→ **EXERCISE OBJECTIVE**:
In the records below, find the line containing "VM fault handler." and retype it and every line after it exactly, adding nothing.

→ **INPUT FOR THIS TASK**:
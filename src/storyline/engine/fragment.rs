// SPDX-License-Identifier: MIT

//! Fragments: the unit of concurrent execution
//!
//! A fragment walks part of a graph on one worker slot. The root fragment
//! of a run starts at the story's start event; sub-processes, loop
//! iterations and async gateway branches each get a fragment of their own.

use futures::future::BoxFuture;
use futures::FutureExt;
use serde::Serialize;
use serde_json::{json, Value};
use std::sync::Arc;
use tokio::sync::Barrier;
use tokio::task::JoinError;
use tokio_util::sync::CancellationToken;

use super::context::{ContextScope, FragmentContext};
use super::handle::RunHandle;
use super::pool::{WorkerPool, WorkerSlot};
use super::traversal::{checkpoint, traverse, Cursor};
use crate::sdk::error::{InvocationError, StoryError};
use crate::storyline::bus::{ScopeDataBus, ScopeKind};
use crate::storyline::flow::{IterationDirective, NodeIdx, ProcessGraph};
use crate::storyline::registry::TaskRegistry;
use crate::storyline::role::Role;

#[derive(Debug, Clone, Copy, PartialEq, Eq, Serialize)]
#[serde(rename_all = "lowercase")]
pub enum FragmentState {
    Pending,
    Running,
    Success,
    Error,
    Cancelled,
}

/// Where a fragment's failure goes
#[derive(Debug, Clone, Copy, PartialEq, Eq)]
pub enum FragmentMode {
    /// Report to the run handle (root and async branches)
    Report,
    /// Hand back to the awaiting parent (sub-processes and loop bodies)
    Return,
}

/// What every fragment of a run shares
pub struct RunEnv {
    pub registry: TaskRegistry,
    pub pool: WorkerPool,
    pub handle: Arc<RunHandle>,
    pub role: Option<Arc<Role>>,
    pub context: FragmentContext,
}

pub struct FragmentTask {
    pub id: String,
    pub graph: Arc<ProcessGraph>,
    pub entry: NodeIdx,
    /// Whether reaching `entry` counts as an arrival at a join
    pub arriving: bool,
    /// Loop over the graph's iteration directive instead of a single pass
    pub iterate: bool,
    pub bus: ScopeDataBus,
    pub token: CancellationToken,
    pub mode: FragmentMode,
    /// Branches of one async wave start together
    pub wave: Option<Arc<Barrier>>,
    pub cursor: Cursor,
    pub env: Arc<RunEnv>,
}

#[derive(Debug)]
pub struct FragmentReport {
    pub id: String,
    pub state: FragmentState,
    /// Set in [`FragmentMode::Return`], and for cancelled fragments in either mode
    pub error: Option<StoryError>,
}

impl FragmentReport {
    /// Report for a fragment whose task panicked or was aborted
    pub fn aborted(id: &str, error: &JoinError) -> Self {
        Self {
            id: id.to_string(),
            state: FragmentState::Error,
            error: Some(InvocationError::Fragment(id.to_string(), error.to_string()).into()),
        }
    }

    pub fn into_result(self) -> Result<(), StoryError> {
        match (self.state, self.error) {
            (FragmentState::Success, _) => Ok(()),
            (_, Some(error)) => Err(error),
            (FragmentState::Cancelled, None) => Err(StoryError::interrupted(format!(
                "fragment {} cancelled",
                self.id
            ))),
            (state, None) => Err(InvocationError::Fragment(self.id, format!("{:?}", state)).into()),
        }
    }
}

impl FragmentTask {
    pub fn new(
        id: String,
        graph: Arc<ProcessGraph>,
        entry: NodeIdx,
        bus: ScopeDataBus,
        token: CancellationToken,
        env: Arc<RunEnv>,
    ) -> Self {
        Self {
            id,
            graph,
            entry,
            arriving: false,
            iterate: true,
            bus,
            token,
            mode: FragmentMode::Report,
            wave: None,
            cursor: Cursor::new(),
            env,
        }
    }

    /// Return-mode fragment over `graph` sharing this fragment's bus and token
    pub fn child(&self, graph: Arc<ProcessGraph>, entry: NodeIdx) -> Self {
        Self {
            id: self.env.handle.next_fragment_id(),
            graph,
            entry,
            arriving: false,
            iterate: false,
            bus: self.bus.clone(),
            token: self.token.clone(),
            mode: FragmentMode::Return,
            wave: None,
            cursor: Cursor::new(),
            env: Arc::clone(&self.env),
        }
    }

    pub fn run(self) -> BoxFuture<'static, FragmentReport> {
        async move {
            let handle = Arc::clone(&self.env.handle);
            let _context = ContextScope::enter(
                Arc::clone(&handle),
                &self.id,
                self.env.context.clone(),
            );

            if let Some(wave) = &self.wave {
                wave.wait().await;
            }
            let mut slot = match self.env.pool.acquire().await {
                Ok(slot) => slot,
                Err(e) => return self.finish(Err(e)),
            };
            if self.token.is_cancelled() {
                log::debug!("Fragment {} cancelled before it started", self.id);
                drop(slot);
                return self.finish(Err(StoryError::interrupted(format!(
                    "fragment {} cancelled",
                    self.id
                ))));
            }

            handle.fragment_started();
            log::debug!(
                "Fragment {} running '{}' from '{}'",
                self.id,
                self.graph.id,
                self.graph.node(self.entry).id
            );
            let result = match (self.iterate, &self.graph.iteration) {
                (true, Some(directive)) => self.run_loop(directive, &mut slot).await,
                _ => traverse(&self, &mut slot).await,
            };
            drop(slot);
            self.finish(result)
        }
        .boxed()
    }

    fn finish(&self, result: Result<(), StoryError>) -> FragmentReport {
        let handle = &self.env.handle;
        let (state, error) = match result {
            Ok(()) => (FragmentState::Success, None),
            Err(e) if e.is_interrupted() => (FragmentState::Cancelled, Some(e)),
            Err(e) => (FragmentState::Error, Some(e)),
        };
        handle.fragment_finished(state);

        let error = match (self.mode, state, error) {
            (FragmentMode::Report, FragmentState::Error, Some(e)) => {
                handle.error_notice(e, &self.id);
                None
            }
            // A sub-tree interruption (e.g. a strict sub-process timeout) is
            // this run's first error unless the whole run was cancelled
            (FragmentMode::Report, FragmentState::Cancelled, Some(e)) => {
                if let (StoryError::Interrupted(message), false) = (&e, handle.is_cancelled()) {
                    handle.error_notice(StoryError::interrupted(message.clone()), &self.id);
                }
                Some(e)
            }
            (FragmentMode::Report, _, _) => None,
            (FragmentMode::Return, _, error) => error,
        };
        log::debug!("Fragment {} finished: {:?}", self.id, state);
        FragmentReport {
            id: self.id.clone(),
            state,
            error,
        }
    }

    /// Run the body once per element of the directive's collection
    async fn run_loop(
        &self,
        directive: &IterationDirective,
        slot: &mut WorkerSlot,
    ) -> Result<(), StoryError> {
        let elements = match self.bus.get(ScopeKind::Var, &directive.source) {
            None | Some(Value::Null) => Vec::new(),
            Some(Value::Array(items)) => items,
            Some(single) => vec![single],
        };
        let marker = directive.marker();
        let item = directive.item.as_str();
        self.bus.set(ScopeKind::Var, &marker, Value::Null);

        let size = elements.len();
        log::debug!(
            "Fragment {} iterating {} elements of '{}'",
            self.id,
            size,
            directive.source
        );
        for (index, element) in elements.into_iter().enumerate() {
            checkpoint(self)?;
            if self.bus.get(ScopeKind::Var, &marker) == Some(Value::Bool(false)) {
                log::info!(
                    "Loop over '{}' stopped before element {}",
                    directive.source,
                    index
                );
                break;
            }
            let status = json!({
                "index": index,
                "size": size,
                "last": index + 1 == size,
                "data": element.clone(),
            });
            self.bus.set(ScopeKind::Var, &marker, status);
            self.bus.set(ScopeKind::Var, item, element);

            let mut body = self.child(Arc::clone(&self.graph), self.entry);
            body.cursor = self.cursor.fork();
            let body_id = body.id.clone();
            let join = self.env.pool.spawn(body);
            let report = slot
                .release_while(join)
                .await?
                .unwrap_or_else(|e| FragmentReport::aborted(&body_id, &e));
            report.into_result()?;
        }
        Ok(())
    }
}

#[cfg(test)]
mod tests {
    use super::*;
    use crate::storyline::config::FailurePolicy;
    use crate::storyline::flow::NodeKind;

    fn env(handle: Arc<RunHandle>) -> Arc<RunEnv> {
        Arc::new(RunEnv {
            registry: TaskRegistry::new(),
            pool: WorkerPool::new(2),
            handle,
            role: None,
            context: FragmentContext::default(),
        })
    }

    fn line() -> Arc<ProcessGraph> {
        let mut graph = ProcessGraph::new("line");
        let start = graph.add_node("start", NodeKind::Start);
        let end = graph.add_node("end", NodeKind::End);
        graph.connect("f1", start, end, None, false);
        graph.node_mut(end).required_incoming = 1;
        Arc::new(graph)
    }

    #[tokio::test]
    async fn test_fragment_success() {
        let handle = Arc::new(RunHandle::new("r", FailurePolicy::CancelRun));
        let task = FragmentTask::new(
            handle.next_fragment_id(),
            line(),
            0,
            ScopeDataBus::default(),
            handle.root_token(),
            env(Arc::clone(&handle)),
        );
        let report = task.run().await;
        assert_eq!(report.state, FragmentState::Success);
        assert_eq!(handle.trace(), vec!["start", "end"]);
        assert_eq!(handle.stats().started, 1);
        assert_eq!(handle.active_contexts(), 0);
    }

    #[tokio::test]
    async fn test_cancelled_before_start() {
        let handle = Arc::new(RunHandle::new("r", FailurePolicy::CancelRun));
        handle.cancel_all();
        let task = FragmentTask::new(
            handle.next_fragment_id(),
            line(),
            0,
            ScopeDataBus::default(),
            handle.root_token(),
            env(Arc::clone(&handle)),
        );
        let report = task.run().await;
        assert_eq!(report.state, FragmentState::Cancelled);
        assert_eq!(handle.stats().started, 0);
        assert!(handle.trace().is_empty());
        assert!(report.error.is_some_and(|e| e.is_interrupted()));
        // Run-wide cancellation is not recorded as a failure
        assert!(!handle.has_error());
    }

    #[tokio::test]
    async fn test_subtree_cancellation_is_reported() {
        let handle = Arc::new(RunHandle::new("r", FailurePolicy::Continue));
        let subtree = handle.child_token("sub", &handle.root_token());
        subtree.cancel();
        let task = FragmentTask::new(
            handle.next_fragment_id(),
            line(),
            0,
            ScopeDataBus::default(),
            subtree,
            env(Arc::clone(&handle)),
        );
        let report = task.run().await;
        assert_eq!(report.state, FragmentState::Cancelled);
        assert!(!handle.is_cancelled());
        assert!(handle.take_error().is_some_and(|e| e.is_interrupted()));
    }

    #[test]
    fn test_report_into_result() {
        let ok = FragmentReport {
            id: "a".to_string(),
            state: FragmentState::Success,
            error: None,
        };
        assert!(ok.into_result().is_ok());

        let cancelled = FragmentReport {
            id: "b".to_string(),
            state: FragmentState::Cancelled,
            error: None,
        };
        assert!(cancelled.into_result().unwrap_err().is_interrupted());
    }
}
//! The per-core trap dispatcher and the kernel aggregate it runs inside.
//!
//! Every transition from unprivileged to privileged execution arrives here
//! through one entry point per core: [`Kernel::dispatch`]. The dispatcher
//! reads the hardware-delivered cause, performs the minimal necessary work,
//! and produces a [`Resume`] continuation:
//!
//! * **Fast path** (`ReturnToTrap`): fill-engine installs, syscall
//!   fast-rejection, bootstrap hypercalls, and the context switch itself all
//!   resume without touching the register-frame store.
//! * **Slow path** (`DispatchTo`): a full frame is pushed on the current
//!   thread's privileged stack and control transfers to an external
//!   collaborator, which later completes through [`Kernel::ret_from_syscall`]
//!   or [`Kernel::ret_from_exception`] — each pops exactly one frame.
//! * **Idle**: the core halts until the next interrupt.
//!
//! Traps the recorded masking state says were impossible, recursive fault
//! entry, frame-store corruption, and invalid privileged call numbers are all
//! protocol violations: dispatch returns a [`Fatal`] and the caller halts the
//! core.

use tracing::{debug, error, warn};

use crate::common::constants::{nr, ASID_USER_BIT, ENOSYS, SYSOP_WIDTH};
use crate::common::{Fatal, KernelError, VirtAddr};
use crate::config::Config;
use crate::cpu::{switch_context, CoreState, SwitchError, ThreadId, ThreadTable, NO_THREAD};
use crate::frame::FrameKind;
use crate::mm::{fill, FillOutcome, SpaceId, SpaceTable};
use crate::smp::{bringup, ipi, FlushQueues, FlushRequest, IpiBoard, IpiKind, IpiStats};
use crate::traits::{
    AckOutcome, BootIo, ClockEvents, FaultResolution, FaultResolver, InterruptController,
    IrqDispatch,
};

use super::cause::{TrapCause, TrapEvent};
use super::resume::{HandlerEntry, Resume};

/// The external subsystems the dispatcher delegates to.
pub struct Collaborators {
    /// Generic VM fault handler.
    pub vm: Box<dyn FaultResolver>,
    /// Clock-event subsystem.
    pub clock: Box<dyn ClockEvents>,
    /// Generic interrupt dispatch layer.
    pub irq: Box<dyn IrqDispatch>,
    /// Interrupt controller.
    pub ctrl: Box<dyn InterruptController>,
    /// Boot I/O channel.
    pub boot: Box<dyn BootIo>,
}

/// The trap/VM subsystem: per-core state, threads, address spaces, and the
/// cross-core channels, behind the one dispatch entry point.
pub struct Kernel {
    config: Config,
    cores: Vec<CoreState>,
    threads: ThreadTable,
    spaces: SpaceTable,
    ipi: IpiBoard,
    flushes: FlushQueues,
    colls: Collaborators,
}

→ **WRITTEN REPLY**:
    /// Generic VM fault handler.
    pub vm: Box<dyn FaultResolver>,
    /// Clock-event subsystem.
    pub clock: Box<dyn ClockEvents>,
    /// Generic interrupt dispatch layer.
    pub irq: Box<dyn IrqDispatch>,
    /// Interrupt controller.
    pub ctrl: Box<dyn InterruptController>,
    /// Boot I/O channel.
    pub boot: Box<dyn BootIo>,
}

/// The trap/VM subsystem: per-core state, threads, address spaces, and the
/// cross-core channels, behind the one dispatch entry point.
pub struct Kernel {
    config: Config,
    cores: Vec<CoreState>,
    threads: ThreadTable,
    spaces: SpaceTable,
    ipi: IpiBoard,
    flushes: FlushQueues,
    colls: Collaborators,
}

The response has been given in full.